------ Available data ------

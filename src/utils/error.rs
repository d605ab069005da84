use thiserror::Error;

#[derive(Error, Debug)]
pub enum DeckhandError {
    #[error("IO error: {0}")]
    IoError(#[from] std::io::Error),

    #[error("Serialization error: {0}")]
    SerializationError(#[from] serde_json::Error),

    #[error("Backend error: {0}")]
    BackendError(#[from] anyhow::Error),

    #[error("Configuration error: {message}")]
    ConfigError { message: String },

    #[error("Duplicate resource name: {0}")]
    DuplicateNameError(String),

    #[error("Resource not found: {0}")]
    NotFoundError(String),

    #[error("Unknown labware model: {0}")]
    UnknownModelError(String),

    #[error("Invalid rail {rail}: {reason}")]
    InvalidRailError { rail: i32, reason: String },

    #[error("Invalid slot {slot}: {reason}")]
    InvalidSlotError { slot: String, reason: String },

    #[error("{slot} is already occupied by '{by}'")]
    OccupiedSlotError { slot: String, by: String },

    #[error("Layout parse error at line {line}: {message}")]
    ParseError { line: usize, message: String },

    #[error("Operation not supported by this backend: {0}")]
    UnsupportedOperationError(String),

    #[error("Invalid operation: {message}")]
    InvalidOperationError { message: String },

    #[error("Invalid handler state: {message}")]
    StateError { message: String },
}

pub type Result<T> = std::result::Result<T, DeckhandError>;
pub mod deck;
pub mod handler;
pub mod layout;
pub mod slots;
pub mod tree;

pub use crate::domain::ports::LiquidHandlerBackend;
pub use crate::utils::error::Result;
pub use deck::{Deck, Placement};
pub use handler::LiquidHandler;
pub use tree::{NodeId, ResourceNode, ResourceTree};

------

Work instruction —
Tell how many lines in the records above contain "crate", giving the number and no other words.

Exercise response —
2